Public schools in North Carolina were forced by the state to require students and staff to wear masks during the 2020-21 school year in an attempt to protect against COVID-19.

This current school year that decision was left to the individual school boards. However, it could be argued that the state was still trying to backdoor the mask mandate for the current year by requiring very different COVID-19 protocols for school systems that made masks optional versus those that required masks. The differing protocols are the reason some districts that voted over the summer to begin school without a mandate, went back and put mandates in place just before or at the very beginning of the school year.

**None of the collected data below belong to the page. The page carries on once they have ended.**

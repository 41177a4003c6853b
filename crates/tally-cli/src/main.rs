//! Tally CLI - photo-to-total assistant
//!
//! Main entry point for the Tally application.

mod app;
mod commands;

use std::path::PathBuf;
use std::process::ExitCode;

use clap::{Parser, Subcommand, ValueEnum};
use tally_core::{AIProvider, InputModality, Tier};

#[derive(Parser)]
#[command(name = "tally")]
#[command(about = "Analyze a photo and get back one number")]
#[command(version)]
struct Cli {
    /// Configuration file (default: ~/.tally/config.toml)
    #[arg(long, global = true, value_name = "PATH")]
    config: Option<PathBuf>,

    /// Mirror logs to stdout
    #[arg(short, long, global = true)]
    verbose: bool,

    #[command(subcommand)]
    command: Commands,
}

#[derive(Subcommand)]
enum Commands {
    /// Send an image for analysis and show the result
    Analyze {
        /// Image file to analyze
        #[arg(value_name = "IMAGE")]
        image: PathBuf,

        /// How the image was obtained
        #[arg(long, value_enum, default_value_t = ModalityArg::Single)]
        modality: ModalityArg,

        /// AI provider to use instead of the configured one
        #[arg(long, value_enum)]
        provider: Option<ProviderArg>,

        /// Quota tier to check before analyzing
        #[arg(long, value_enum, default_value_t = TierArg::Free)]
        tier: TierArg,
    },

    /// List recent analyses
    History {
        /// Number of entries to show
        #[arg(short = 'n', long, default_value_t = 10)]
        limit: usize,
    },

    /// Show today's remaining analyses
    Usage {
        /// Quota tier
        #[arg(long, value_enum, default_value_t = TierArg::Free)]
        tier: TierArg,
    },

    /// Print the effective configuration
    Config,
}

#[derive(Debug, Clone, Copy, PartialEq, Eq, ValueEnum)]
enum ModalityArg {
    /// One photo
    #[value(alias = "image")]
    Single,
    /// One photo out of a multi-image selection
    #[value(alias = "images")]
    Batch,
    /// An image received through a shared link
    #[value(alias = "url")]
    Link,
}

impl From<ModalityArg> for InputModality {
    fn from(arg: ModalityArg) -> Self {
        match arg {
            ModalityArg::Single => InputModality::SingleImage,
            ModalityArg::Batch => InputModality::ImageBatch,
            ModalityArg::Link => InputModality::ExternalLink,
        }
    }
}

#[derive(Debug, Clone, Copy, PartialEq, Eq, ValueEnum)]
enum ProviderArg {
    /// Anthropic Claude
    #[value(alias = "anthropic")]
    Claude,
    /// Google Gemini
    #[value(alias = "google")]
    Gemini,
}

impl From<ProviderArg> for AIProvider {
    fn from(arg: ProviderArg) -> Self {
        match arg {
            ProviderArg::Claude => AIProvider::Claude,
            ProviderArg::Gemini => AIProvider::Gemini,
        }
    }
}

#[derive(Debug, Clone, Copy, PartialEq, Eq, ValueEnum)]
enum TierArg {
    Free,
    #[value(alias = "pro")]
    Premium,
}

impl From<TierArg> for Tier {
    fn from(arg: TierArg) -> Self {
        match arg {
            TierArg::Free => Tier::Free,
            TierArg::Premium => Tier::Premium,
        }
    }
}

#[tokio::main]
async fn main() -> ExitCode {
    let cli = Cli::parse();

    let options = app::InitOptions {
        config_path: cli.config,
        log_to_stdout: cli.verbose,
        ..app::InitOptions::command()
    };

    let ctx = match app::initialize(options) {
        Ok(ctx) => ctx,
        Err(e) => {
            eprintln!("Error: {:#}", e);
            return ExitCode::FAILURE;
        }
    };

    let result = match cli.command {
        Commands::Analyze {
            image,
            modality,
            provider,
            tier,
        } => {
            commands::analyze::run(
                &ctx,
                commands::analyze::AnalyzeArgs {
                    image,
                    modality: modality.into(),
                    provider: provider.map(Into::into),
                    tier: tier.into(),
                },
            )
            .await
        }
        Commands::History { limit } => commands::history::run(&ctx, limit)
            .await
            .map(|_| ExitCode::SUCCESS),
        Commands::Usage { tier } => commands::usage::run(&ctx, tier.into())
            .await
            .map(|_| ExitCode::SUCCESS),
        Commands::Config => commands::config::run(&ctx).map(|_| ExitCode::SUCCESS),
    };

    match result {
        Ok(code) => code,
        Err(e) => {
            tracing::error!(error = %e, "Command failed");
            eprintln!("Error: {:#}", e);
            ExitCode::FAILURE
        }
    }
}
//! AI provider adapter implementations
//!
//! Contains Claude and Gemini API adapters implementing the AIProviderPort
//! trait, plus the HTTP failure mapping they share. The mapping keeps
//! connection-level failures distinguishable because the orchestrator treats
//! them as suspension-induced interruptions.

mod claude;
mod gemini;

use std::future::Future;
use std::sync::Arc;
use std::time::Duration;

use reqwest::{Client, StatusCode};
use tally_core::api_key::{AIProvider, SecretApiKey};
use tally_core::ports::ai::{AIError, AIProviderPort, AIResponse};
use tracing::{error, warn};

pub use claude::ClaudeAdapter;
pub use gemini::GeminiAdapter;

/// Maximum attempts when the provider rate limits us
const MAX_RETRIES: u32 = 3;

/// Initial backoff delay in milliseconds
const INITIAL_BACKOFF_MS: u64 = 1000;

/// Request timeout in seconds
const REQUEST_TIMEOUT_SECS: u64 = 60;

/// Non-standard status Anthropic uses for "overloaded"
const STATUS_OVERLOADED: u16 = 529;

/// Builds the provider selected by configuration
///
/// An empty `model` selects the provider's default model.
pub fn provider_for(
    provider: AIProvider,
    api_key: &SecretApiKey,
    model: &str,
) -> Arc<dyn AIProviderPort> {
    let model = if model.trim().is_empty() {
        provider.default_model()
    } else {
        model
    };

    match provider {
        AIProvider::Claude => Arc::new(ClaudeAdapter::new(api_key.expose(), model)),
        AIProvider::Gemini => Arc::new(GeminiAdapter::new(api_key.expose(), model)),
    }
}

fn build_http_client() -> Client {
    Client::builder()
        .timeout(Duration::from_secs(REQUEST_TIMEOUT_SECS))
        .build()
        .unwrap_or_else(|e| {
            warn!(error = %e, "Falling back to default HTTP client");
            Client::new()
        })
}

/// Maps a failure to send a request or read its body
fn send_error(provider: &str, err: &reqwest::Error) -> AIError {
    error!(provider, error = %err, "Request to AI provider failed");

    if err.is_timeout() {
        AIError::TimedOut(err.to_string())
    } else if err.is_connect() {
        AIError::NotConnected(err.to_string())
    } else if err.is_decode() {
        AIError::InvalidResponse(err.to_string())
    } else if err.is_request() || err.is_body() {
        AIError::ConnectionLost(err.to_string())
    } else {
        AIError::RequestFailed(err.to_string())
    }
}

/// Maps a non-success HTTP status
fn status_error(provider: &str, status: StatusCode, body: String) -> AIError {
    match status.as_u16() {
        401 | 403 => {
            error!(provider, "AI provider authentication failed");
            AIError::Unauthorized
        }
        429 => {
            warn!(provider, "AI provider rate limit exceeded");
            AIError::RateLimitExceeded
        }
        503 | STATUS_OVERLOADED => {
            warn!(provider, status = %status, "AI provider overloaded");
            AIError::Overloaded(provider.to_string())
        }
        400 => {
            error!(provider, body = %body, "AI provider rejected the request");
            AIError::InvalidRequest(body)
        }
        _ => {
            error!(provider, status = %status, body = %body, "AI provider error");
            AIError::ProviderError(provider.to_string(), body)
        }
    }
}

/// Runs `attempt`, backing off exponentially while the provider rate limits
async fn with_rate_limit_retry<F, Fut>(mut attempt: F) -> Result<AIResponse, AIError>
where
    F: FnMut() -> Fut,
    Fut: Future<Output = Result<AIResponse, AIError>>,
{
    for retry in 0..MAX_RETRIES {
        match attempt().await {
            Err(AIError::RateLimitExceeded) if retry + 1 < MAX_RETRIES => {
                let backoff = Duration::from_millis(INITIAL_BACKOFF_MS * 2u64.pow(retry));
                warn!(
                    attempt = retry + 1,
                    backoff_ms = backoff.as_millis() as u64,
                    "Rate limited, retrying after backoff"
                );
                tokio::time::sleep(backoff).await;
            }
            result => return result,
        }
    }

    Err(AIError::RateLimitExceeded)
}
//! History command
//!
//! Handles `tally history`: lists recent successful analyses.

use anyhow::{Context, Result};
use chrono::{Local, TimeZone};
use tally_core::HistoryEntry;

use crate::app::AppContext;

/// Print the most recent analyses, newest first
pub async fn run(ctx: &AppContext, limit: usize) -> Result<()> {
    let store = ctx.open_store().await?;
    let entries = store
        .recent_entries(limit)
        .await
        .context("Failed to read history")?;

    println!("Recent Analyses");
    println!("===============");
    println!();

    if entries.is_empty() {
        println!("No analyses yet.");
        println!("  Run 'tally analyze <IMAGE>' to get started.");
        return Ok(());
    }

    for entry in &entries {
        println!("{}", format_entry(entry));
    }

    Ok(())
}

fn format_entry(entry: &HistoryEntry) -> String {
    format!(
        "{}  {}\n    {}",
        format_timestamp(entry.created_at),
        entry.summary,
        entry.image_path
    )
}

/// Format timestamp as local time
fn format_timestamp(timestamp: i64) -> String {
    Local
        .timestamp_opt(timestamp, 0)
        .single()
        .map(|dt| dt.format("%Y-%m-%d %H:%M").to_string())
        .unwrap_or_else(|| timestamp.to_string())
}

Harnett County was one of those districts that reversed its decision and put the mandate back in place, but no longer.

This past week Harnett County became the first area school district to allow students and staff to decide for themselves if they want to wear masks. The board voted in September to remove the mandate requiring masks, effective Tuesday, Oct. 5, and re-affirmed that decision at the Monday, Oct. 4, meeting in Lillington by a 4-1 vote. Chairman Eddie Jaggers, Vice Chairman Don Godfrey, members Jason Lemon and Joey Powell voted in favor. Vivian Bennett voted against. Speaking just prior to the vote, Godfrey spoke about the divisiveness that has come about from differing opinions people have about the best way to deal with COVID-19. “It’s caused families to turn against each other. It’s caused neighbors to turn against each other, all because we have a different opinion”, he said. Godfrey pled for civility from the public, especially on social media. Bennett spoke about keeping Harnett County safe and said that she felt masks helped to do that. She told of a friend who wears their mask always, even sleeping in it.

On Aug. 2, the Lee County Board of Education voted 5-2 in favor of a mask mandate for students and staff. Chair Sandra Bowen, Vice Chair Christine Hilliard, members Patrick Kelly, Pat McCracken and Lynn Smith voted in favor of the mandate. Pam Sutton and Sherry Womack voted against. That decision was upheld again at the September meeting.

At the Aug. 2 meeting, Bowen spoke of her desire to keep her unvaccinated mother safe from exposure that could come from Bowen’s daughter possibly picking up the virus at school saying, “The idea that my daughter, who is not vaccinated because she’s not eligible, could potentially pick up a deadly disease and bring it home to my mother. My mother is elderly. She is in great health. She has chosen, for her own reasons, not to get vaccinated.” Bowen later added, “At the end of the day your rights end at the tip of my nose and your COVID will too, because I’ll have a mask on.” That logic would seem to imply if Bowen’s daughter wore a mask, she wouldn’t pick up the virus and bring it home, because the mask would stop it cold. Having her daughter wear a mask is a decision well within Bowen’s rights as a parent, but Bowen went on to say that she has an obligation to protect other people’s children too, saying, “My obligation is to protect them from what I see as a potential harm. And, if that duty infringes on your parental rights, or what you perceive to be your parental rights, know that it’s done with the best of intentions and I love your children enough to protect them as if they were my own.”

So, are mask mandates for children needed protection or senseless over-protection? How can we know? We can wait and see what happens in Harnett or we can look right here in Lee County.

Grace Christian School, with an over 40% increase in K-12 enrollment from the 2019-20 school year, successfully completed the 2020-21 school year entirely with no mask mandate. A year that was so successful, the 2021-22 year saw another year over year enrollment increase of more than 40%. Some wear masks, but none are required. Certainly, the mask issue wasn’t the only factor driving the increase in enrollment but the increase most likely would not have happened if the mask optional policy would have failed.

What about protecting the school staff? It’s hard to imagine that there’s any adult that desires to be vaccinated but hasn’t gotten the shot. The opportunities have been almost endless. Also, there are over 9,000 documented cases of Lee County residents that have contracted the virus who are now carrying natural immunity, plus more that had the virus but only tested at home or not at all. As for children, the American Academy of Pediatrics says, “At this time, it appears that severe illness due to COVID-19 is uncommon among children.”

The Lee County Board of Education meets Tuesday. It’s time to stop forcing masks on children. Truly, masks never should have been forced on them at all.